Work instructions: Where does the word "AtomicUsize" occur in the data below? Copy each line that holds it.

Record set Start Marker

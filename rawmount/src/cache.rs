//! Bounded LRU cache of rendered DNG buffers with single-flight miss
//! coalescing.
//!
//! The first reader of a missing key becomes its producer; concurrent
//! readers attach to the pending slot and share the one result. Failures
//! are remembered briefly so an immediate retry storm cannot re-run a
//! producer that just died.

use std::collections::HashMap;
use std::sync::Arc;
use std::time::{Duration, Instant};

use parking_lot::Mutex;
use tracing::debug;

use crate::error::VfsError;

/// Capacity and cooldown knobs, fixed at mount time.
#[derive(Debug, Clone)]
pub struct CacheParams {
    pub max_bytes: usize,
    pub max_entries: usize,
    pub failure_cooldown: Duration,
}

impl Default for CacheParams {
    fn default() -> Self {
        CacheParams {
            max_bytes: 1024 * 1024 * 1024,
            max_entries: 64,
            failure_cooldown: Duration::from_secs(5),
        }
    }
}

/// Cache identity of one synthetic entry: the owning directory, its config
/// generation, and the entry identity string.
#[derive(Debug, Clone, PartialEq, Eq, Hash)]
pub struct CacheKey {
    pub dir: u64,
    pub generation: u64,
    pub entry: String,
}

/// Callback invoked with the produced buffer (or failure) for attached
/// readers, including the producer itself.
pub type Waiter = Box<dyn FnOnce(Result<Arc<Vec<u8>>, VfsError>) + Send>;

/// Outcome of a cache lookup that registers interest in the key.
pub enum Lookup {
    /// The buffer was ready; the waiter has already been invoked.
    Hit,
    /// Someone else is producing; the waiter runs when they finish.
    Attached,
    /// The caller owns production and must call `complete`.
    Owner,
    /// A recent failure is cooling down; the waiter was invoked with an
    /// error.
    CoolingDown,
}

enum Slot {
    Pending(Vec<Waiter>),
    Ready { buffer: Arc<Vec<u8>>, last_used: u64 },
    Failed(Instant),
}

struct Inner {
    slots: HashMap<CacheKey, Slot>,
    total_bytes: usize,
    ready_count: usize,
    tick: u64,
}

pub struct FrameCache {
    inner: Mutex<Inner>,
    params: CacheParams,
}

impl FrameCache {
    pub fn new(params: CacheParams) -> FrameCache {
        FrameCache {
            inner: Mutex::new(Inner {
                slots: HashMap::new(),
                total_bytes: 0,
                ready_count: 0,
                tick: 0,
            }),
            params,
        }
    }

    /// Register interest in `key`. Exactly one concurrent caller per key is
    /// told it owns production; everyone else shares the result.
    pub fn begin(&self, key: CacheKey, waiter: Waiter) -> Lookup {
        let mut inner = self.inner.lock();
        inner.tick += 1;
        let tick = inner.tick;

        match inner.slots.get_mut(&key) {
            Some(Slot::Ready { buffer, last_used }) => {
                *last_used = tick;
                let buffer = Arc::clone(buffer);
                drop(inner);
                waiter(Ok(buffer));
                Lookup::Hit
            }
            Some(Slot::Pending(waiters)) => {
                waiters.push(waiter);
                Lookup::Attached
            }
            Some(Slot::Failed(when)) => {
                if when.elapsed() < self.params.failure_cooldown {
                    drop(inner);
                    waiter(Err(VfsError::CoolingDown));
                    Lookup::CoolingDown
                } else {
                    inner.slots.insert(key, Slot::Pending(vec![waiter]));
                    Lookup::Owner
                }
            }
            None => {
                inner.slots.insert(key, Slot::Pending(vec![waiter]));
                Lookup::Owner
            }
        }
    }

    /// Publish the production result for `key` and fan it out to every
    /// attached waiter.
    pub fn complete(&self, key: &CacheKey, result: Result<Arc<Vec<u8>>, VfsError>) {
        let mut inner = self.inner.lock();
        inner.tick += 1;
        let tick = inner.tick;

        let waiters = match inner.slots.remove(key) {
            Some(Slot::Pending(waiters)) => waiters,
            // A completion for an evicted or replaced slot still publishes
            other => {
                if let Some(slot) = other {
                    inner.unaccount(slot);
                }
                Vec::new()
            }
        };

        match &result {
            Ok(buffer) => {
                if buffer.len() <= self.params.max_bytes {
                    inner.total_bytes += buffer.len();
                    inner.ready_count += 1;
                    inner.slots.insert(
                        key.clone(),
                        Slot::Ready {
                            buffer: Arc::clone(buffer),
                            last_used: tick,
                        },
                    );
                    self.evict(&mut inner);
                }
                debug!(
                    bytes = inner.total_bytes,
                    entries = inner.ready_count,
                    "Cache published {}",
                    key.entry
                );
            }
            Err(e) => {
                debug!("Cache recording failure for {}: {e}", key.entry);
                inner.slots.insert(key.clone(), Slot::Failed(Instant::now()));
            }
        }

        drop(inner);
        for waiter in waiters {
            waiter(result.clone());
        }
    }

    /// Fetch a ready buffer without registering a producer.
    pub fn get(&self, key: &CacheKey) -> Option<Arc<Vec<u8>>> {
        let mut inner = self.inner.lock();
        inner.tick += 1;
        let tick = inner.tick;

        match inner.slots.get_mut(key) {
            Some(Slot::Ready { buffer, last_used }) => {
                *last_used = tick;
                Some(Arc::clone(buffer))
            }
            _ => None,
        }
    }

    /// Drop everything, including failure markers. Pending slots survive so
    /// their producers can still complete.
    pub fn clear(&self) {
        let mut inner = self.inner.lock();
        inner
            .slots
            .retain(|_, slot| matches!(slot, Slot::Pending(_)));
        inner.total_bytes = 0;
        inner.ready_count = 0;
    }

    pub fn total_bytes(&self) -> usize {
        self.inner.lock().total_bytes
    }

    pub fn ready_entries(&self) -> usize {
        self.inner.lock().ready_count
    }

    fn evict(&self, inner: &mut Inner) {
        while inner.total_bytes > self.params.max_bytes
            || inner.ready_count > self.params.max_entries
        {
            // Scan for the least recently used ready slot. The entry bound
            // is small, so a scan beats maintaining a chain.
            let victim = inner
                .slots
                .iter()
                .filter_map(|(k, slot)| match slot {
                    Slot::Ready { last_used, .. } => Some((*last_used, k.clone())),
                    _ => None,
                })
                .min_by_key(|(used, _)| *used)
                .map(|(_, k)| k);

            let Some(victim) = victim else {
                break;
            };
            let slot = inner.slots.remove(&victim).expect("victim exists");
            inner.unaccount(slot);
            debug!("Cache evicted {}", victim.entry);
        }
    }
}

impl Inner {
    fn unaccount(&mut self, slot: Slot) {
        if let Slot::Ready { buffer, .. } = slot {
            self.total_bytes -= buffer.len();
            self.ready_count -= 1;
        }
    }
}

#[cfg(test)]
mod tests {
    use super::*;
    use std::sync::atomic::{AtomicUsize, Ordering};

    fn key(name: &str) -> CacheKey {
        CacheKey {
            dir: 1,
            generation: 0,
            entry: name.to_string(),
        }
    }

    fn small_cache(max_bytes: usize, max_entries: usize) -> FrameCache {
        FrameCache::new(CacheParams {
            max_bytes,
            max_entries,
            failure_cooldown: Duration::from_secs(5),
        })
    }

    fn noop() -> Waiter {
        Box::new(|_| {})
    }

    #[test]
    fn test_first_caller_owns_production() {
        let cache = small_cache(1024, 8);
        assert!(matches!(cache.begin(key("a"), noop()), Lookup::Owner));
        assert!(matches!(cache.begin(key("a"), noop()), Lookup::Attached));
    }

    #[test]
    fn test_waiters_share_one_result() {
        let cache = small_cache(1024, 8);
        let hits = Arc::new(AtomicUsize::new(0));

        for _ in 0..5 {
            let hits = Arc::clone(&hits);
            cache.begin(
                key("a"),
                Box::new(move |result| {
                    assert_eq!(*result.unwrap(), vec![1, 2, 3]);
                    hits.fetch_add(1, Ordering::SeqCst);
                }),
            );
        }

        cache.complete(&key("a"), Ok(Arc::new(vec![1, 2, 3])));
        assert_eq!(hits.load(Ordering::SeqCst), 5);
    }

    #[test]
    fn test_ready_hit_invokes_immediately() {
        let cache = small_cache(1024, 8);
        cache.begin(key("a"), noop());
        cache.complete(&key("a"), Ok(Arc::new(vec![9; 10])));

        let hit = Arc::new(AtomicUsize::new(0));
        let hit2 = Arc::clone(&hit);
        let outcome = cache.begin(
            key("a"),
            Box::new(move |result| {
                assert_eq!(result.unwrap().len(), 10);
                hit2.fetch_add(1, Ordering::SeqCst);
            }),
        );
        assert!(matches!(outcome, Lookup::Hit));
        assert_eq!(hit.load(Ordering::SeqCst), 1);
    }

    #[test]
    fn test_failure_cooldown_blocks_retry() {
        let cache = small_cache(1024, 8);
        cache.begin(key("a"), noop());
        cache.complete(&key("a"), Err(VfsError::Decode("boom".into())));

        let outcome = cache.begin(
            key("a"),
            Box::new(|result| {
                assert_eq!(result.unwrap_err(), VfsError::CoolingDown);
            }),
        );
        assert!(matches!(outcome, Lookup::CoolingDown));
    }

    #[test]
    fn test_expired_cooldown_allows_retry() {
        let cache = FrameCache::new(CacheParams {
            max_bytes: 1024,
            max_entries: 8,
            failure_cooldown: Duration::ZERO,
        });
        cache.begin(key("a"), noop());
        cache.complete(&key("a"), Err(VfsError::Decode("boom".into())));

        assert!(matches!(cache.begin(key("a"), noop()), Lookup::Owner));
    }

    #[test]
    fn test_byte_bound_evicts_lru() {
        let cache = small_cache(25, 8);

        for name in ["a", "b", "c"] {
            cache.begin(key(name), noop());
            cache.complete(&key(name), Ok(Arc::new(vec![0; 10])));
        }
        // 30 bytes > 25: the oldest entry went
        assert_eq!(cache.ready_entries(), 2);
        assert!(cache.get(&key("a")).is_none());
        assert!(cache.get(&key("c")).is_some());
    }

    #[test]
    fn test_touch_protects_from_eviction() {
        let cache = small_cache(25, 8);

        for name in ["a", "b"] {
            cache.begin(key(name), noop());
            cache.complete(&key(name), Ok(Arc::new(vec![0; 10])));
        }
        // Touch "a" so "b" becomes the LRU
        assert!(cache.get(&key("a")).is_some());

        cache.begin(key("c"), noop());
        cache.complete(&key("c"), Ok(Arc::new(vec![0; 10])));

        assert!(cache.get(&key("a")).is_some());
        assert!(cache.get(&key("b")).is_none());
    }

    #[test]
    fn test_entry_count_bound() {
        let cache = small_cache(1024, 2);
        for name in ["a", "b", "c", "d"] {
            cache.begin(key(name), noop());
            cache.complete(&key(name), Ok(Arc::new(vec![0; 1])));
        }
        assert_eq!(cache.ready_entries(), 2);
    }

    #[test]
    fn test_oversized_buffer_not_cached_but_delivered() {
        let cache = small_cache(10, 8);
        let delivered = Arc::new(AtomicUsize::new(0));
        let d = Arc::clone(&delivered);

        cache.begin(
            key("big"),
            Box::new(move |result| {
                assert_eq!(result.unwrap().len(), 100);
                d.fetch_add(1, Ordering::SeqCst);
            }),
        );
        cache.complete(&key("big"), Ok(Arc::new(vec![0; 100])));

        assert_eq!(delivered.load(Ordering::SeqCst), 1);
        assert_eq!(cache.ready_entries(), 0);
    }

    #[test]
    fn test_clear_resets_failures_and_buffers() {
        let cache = small_cache(1024, 8);
        cache.begin(key("a"), noop());
        cache.complete(&key("a"), Err(VfsError::Decode("x".into())));
        cache.begin(key("b"), noop());
        cache.complete(&key("b"), Ok(Arc::new(vec![0; 4])));

        cache.clear();
        assert_eq!(cache.total_bytes(), 0);
        // Failure marker gone: the next reader owns production again
        assert!(matches!(cache.begin(key("a"), noop()), Lookup::Owner));
    }

    #[test]
    fn test_generation_change_separates_keys() {
        let cache = small_cache(1024, 8);
        cache.begin(key("a"), noop());
        cache.complete(&key("a"), Ok(Arc::new(vec![1])));

        let stale = CacheKey {
            generation: 1,
            ..key("a")
        };
        assert!(cache.get(&stale).is_none());
        assert!(matches!(cache.begin(stale, noop()), Lookup::Owner));
    }
}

Record set End Marker

Written solution:
    use std::sync::atomic::{AtomicUsize, Ordering};
        let hits = Arc::new(AtomicUsize::new(0));
        let hit = Arc::new(AtomicUsize::new(0));
        let delivered = Arc::new(AtomicUsize::new(0));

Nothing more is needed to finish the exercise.